(SOURCE DATA begins)

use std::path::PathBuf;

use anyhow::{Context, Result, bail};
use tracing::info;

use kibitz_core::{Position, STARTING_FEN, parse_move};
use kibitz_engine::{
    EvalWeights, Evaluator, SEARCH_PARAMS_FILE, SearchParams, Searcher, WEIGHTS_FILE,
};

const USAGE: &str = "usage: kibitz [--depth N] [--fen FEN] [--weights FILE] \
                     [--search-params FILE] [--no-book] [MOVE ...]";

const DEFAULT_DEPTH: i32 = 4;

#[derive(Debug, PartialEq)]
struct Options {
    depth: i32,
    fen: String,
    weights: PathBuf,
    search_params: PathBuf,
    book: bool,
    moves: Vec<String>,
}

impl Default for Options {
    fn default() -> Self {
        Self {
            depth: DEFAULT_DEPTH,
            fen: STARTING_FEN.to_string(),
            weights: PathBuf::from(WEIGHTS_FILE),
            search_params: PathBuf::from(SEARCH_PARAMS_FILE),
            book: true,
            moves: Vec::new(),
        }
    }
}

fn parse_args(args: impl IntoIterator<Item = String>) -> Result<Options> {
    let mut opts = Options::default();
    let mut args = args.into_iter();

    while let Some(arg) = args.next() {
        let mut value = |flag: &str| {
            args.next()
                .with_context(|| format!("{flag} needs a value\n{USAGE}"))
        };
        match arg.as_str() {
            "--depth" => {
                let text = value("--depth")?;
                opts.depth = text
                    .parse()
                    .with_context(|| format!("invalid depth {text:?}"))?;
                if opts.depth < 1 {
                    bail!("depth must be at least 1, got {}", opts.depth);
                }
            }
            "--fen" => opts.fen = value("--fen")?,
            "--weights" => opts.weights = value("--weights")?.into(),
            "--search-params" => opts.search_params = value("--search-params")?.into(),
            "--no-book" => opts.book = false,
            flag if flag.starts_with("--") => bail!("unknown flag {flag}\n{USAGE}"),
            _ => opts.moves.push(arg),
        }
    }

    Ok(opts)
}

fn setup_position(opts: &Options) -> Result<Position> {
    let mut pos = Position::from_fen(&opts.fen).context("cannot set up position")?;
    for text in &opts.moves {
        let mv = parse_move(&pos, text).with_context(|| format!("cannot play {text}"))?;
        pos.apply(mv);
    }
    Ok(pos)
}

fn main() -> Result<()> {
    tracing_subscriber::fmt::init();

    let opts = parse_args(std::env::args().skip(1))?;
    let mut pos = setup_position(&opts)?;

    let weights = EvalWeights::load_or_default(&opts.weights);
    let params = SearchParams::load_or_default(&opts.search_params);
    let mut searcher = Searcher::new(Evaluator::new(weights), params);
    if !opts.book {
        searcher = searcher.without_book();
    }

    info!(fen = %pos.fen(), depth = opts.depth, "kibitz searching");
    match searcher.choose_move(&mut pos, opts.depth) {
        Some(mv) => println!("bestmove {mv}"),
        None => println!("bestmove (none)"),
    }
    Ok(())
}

(SOURCE DATA ends)

● **WHAT YOU HAVE TO DO**
Copy out, in full, each line above that has the word "println" in it.

● **TASK RESULT**
        Some(mv) => println!("bestmove {mv}"),
        None => println!("bestmove (none)"),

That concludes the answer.